• **WHAT YOU ARE ASKED TO DO**
Within the following material, tally each line that contains the string "expenses". Give the tally only.

• **EXERCISE INPUT**

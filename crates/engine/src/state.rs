//! Canonical in-memory state and the reducers that mutate it.

use std::collections::BTreeMap;

use serde::Serialize;
use uuid::Uuid;

use crate::{
    Account, Category, EngineError, ResultEngine, Transaction, TransactionKind, Transfer,
    event::{Action, Change, Record},
};

/// One collection per entity, keyed by id.
///
/// Ids are UUIDv7, so iteration order is creation order.
#[derive(Clone, Debug, Default, PartialEq, Eq, Serialize)]
pub struct State {
    pub accounts: BTreeMap<Uuid, Account>,
    pub categories: BTreeMap<Uuid, Category>,
    pub income: BTreeMap<Uuid, Transaction>,
    pub expenses: BTreeMap<Uuid, Transaction>,
    pub transfers: BTreeMap<Uuid, Transfer>,
}

impl State {
    #[must_use]
    pub fn transactions(&self, kind: TransactionKind) -> &BTreeMap<Uuid, Transaction> {
        match kind {
            TransactionKind::Income => &self.income,
            TransactionKind::Expense => &self.expenses,
        }
    }

    /// Run the reducer matching `action`.
    ///
    /// Fails with `Fatal` when an update or delete targets a missing record,
    /// which only a corrupt log can produce.
    pub fn apply(&mut self, action: &Action) -> ResultEngine<()> {
        match action {
            Action::Accounts(change) => reduce(&mut self.accounts, change, "accounts"),
            Action::Categories(change) => reduce(&mut self.categories, change, "categories"),
            Action::Income(change) => reduce(&mut self.income, change, "income"),
            Action::Expenses(change) => reduce(&mut self.expenses, change, "expenses"),
            Action::Transfers(change) => reduce(&mut self.transfers, change, "transfers"),
        }
    }
}

fn reduce<T>(
    collection: &mut BTreeMap<Uuid, T>,
    change: &Change<T, T::Patch>,
    label: &str,
) -> ResultEngine<()>
where
    T: Record + Clone,
{
    match change {
        Change::Create(record) => {
            collection.insert(record.id(), record.clone());
        }
        Change::Update(update) => {
            let record = collection.get_mut(&update.id).ok_or_else(|| {
                EngineError::Fatal(format!("{label}/update: missing record {}", update.id))
            })?;
            record.apply(&update.patch);
        }
        Change::Delete(delete) => {
            collection.remove(&delete.id).ok_or_else(|| {
                EngineError::Fatal(format!("{label}/delete: missing record {}", delete.id))
            })?;
        }
    }
    Ok(())
}

#[cfg(test)]
mod tests {
    use super::*;
    use crate::{
        AccountPatch, MoneyCents,
        event::{Delete, Update},
    };

    fn account(name: &str) -> Account {
        Account {
            id: Uuid::now_v7(),
            name: name.to_string(),
            initial_balance: MoneyCents::new(500),
        }
    }

    #[test]
    fn reducers_insert_merge_remove() {
        let mut state = State::default();
        let first = account("A");
        let second = account("B");
        state
            .apply(&Action::Accounts(Change::Create(first.clone())))
            .unwrap();
        state
            .apply(&Action::Accounts(Change::Create(second.clone())))
            .unwrap();
        let names: Vec<_> = state.accounts.values().map(|a| a.name.as_str()).collect();
        assert_eq!(names, ["A", "B"]);

        state
            .apply(&Action::Accounts(Change::Update(Update {
                id: first.id,
                patch: AccountPatch {
                    initial_balance: Some(MoneyCents::new(10)),
                    ..Default::default()
                },
            })))
            .unwrap();
        assert_eq!(state.accounts[&first.id].name, "A");
        assert_eq!(state.accounts[&first.id].initial_balance, MoneyCents::new(10));

        state
            .apply(&Action::Accounts(Change::Delete(Delete { id: second.id })))
            .unwrap();
        assert!(!state.accounts.contains_key(&second.id));
    }

    #[test]
    fn missing_target_is_fatal() {
        let mut state = State::default();
        let err = state
            .apply(&Action::Transfers(Change::Delete(Delete {
                id: Uuid::now_v7(),
            })))
            .unwrap_err();
        assert!(err.is_fatal());
    }
}
//! The module contains the errors the engine can throw.
//!
//! The errors are:
//!
//! - [`InvalidRequest`] thrown when caller supplied data fails validation.
//! - [`NotFound`] thrown when an item is not found.
//! - [`Fatal`] thrown when the log and the in-memory state may have diverged,
//!   or when a balance leaves the range of [`MoneyCents`]. Once raised by a
//!   dispatch the [`Store`] refuses any further write.
//!
//!  [`InvalidRequest`]: EngineError::InvalidRequest
//!  [`NotFound`]: EngineError::NotFound
//!  [`Fatal`]: EngineError::Fatal
//!  [`Store`]: crate::Store
//!  [`MoneyCents`]: crate::MoneyCents
use thiserror::Error;

use crate::persistence::PersistenceError;

/// Engine custom errors.
#[derive(Error, Debug, Clone, PartialEq, Eq)]
pub enum EngineError {
    #[error("Invalid request: {0}")]
    InvalidRequest(String),
    #[error("Not found: {0}")]
    NotFound(String),
    #[error("Fatal: {0}")]
    Fatal(String),
}

impl EngineError {
    /// Returns `true` for errors that poison the store.
    #[must_use]
    pub fn is_fatal(&self) -> bool {
        matches!(self, Self::Fatal(_))
    }

    /// Name of the error kind, as exposed to API clients.
    #[must_use]
    pub fn name(&self) -> &'static str {
        match self {
            Self::InvalidRequest(_) => "InvalidRequestError",
            Self::NotFound(_) => "NotFoundError",
            Self::Fatal(_) => "FatalError",
        }
    }
}

impl From<PersistenceError> for EngineError {
    fn from(value: PersistenceError) -> Self {
        Self::Fatal(value.to_string())
    }
}

pub(crate) fn not_found(label: &str, id: impl std::fmt::Display) -> EngineError {
    EngineError::NotFound(format!("no {label} with id: {id}"))
}

pub(crate) fn overflow(what: &str) -> EngineError {
    EngineError::Fatal(format!("{what} is out of range"))
}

• **YOUR SOLUTION**
3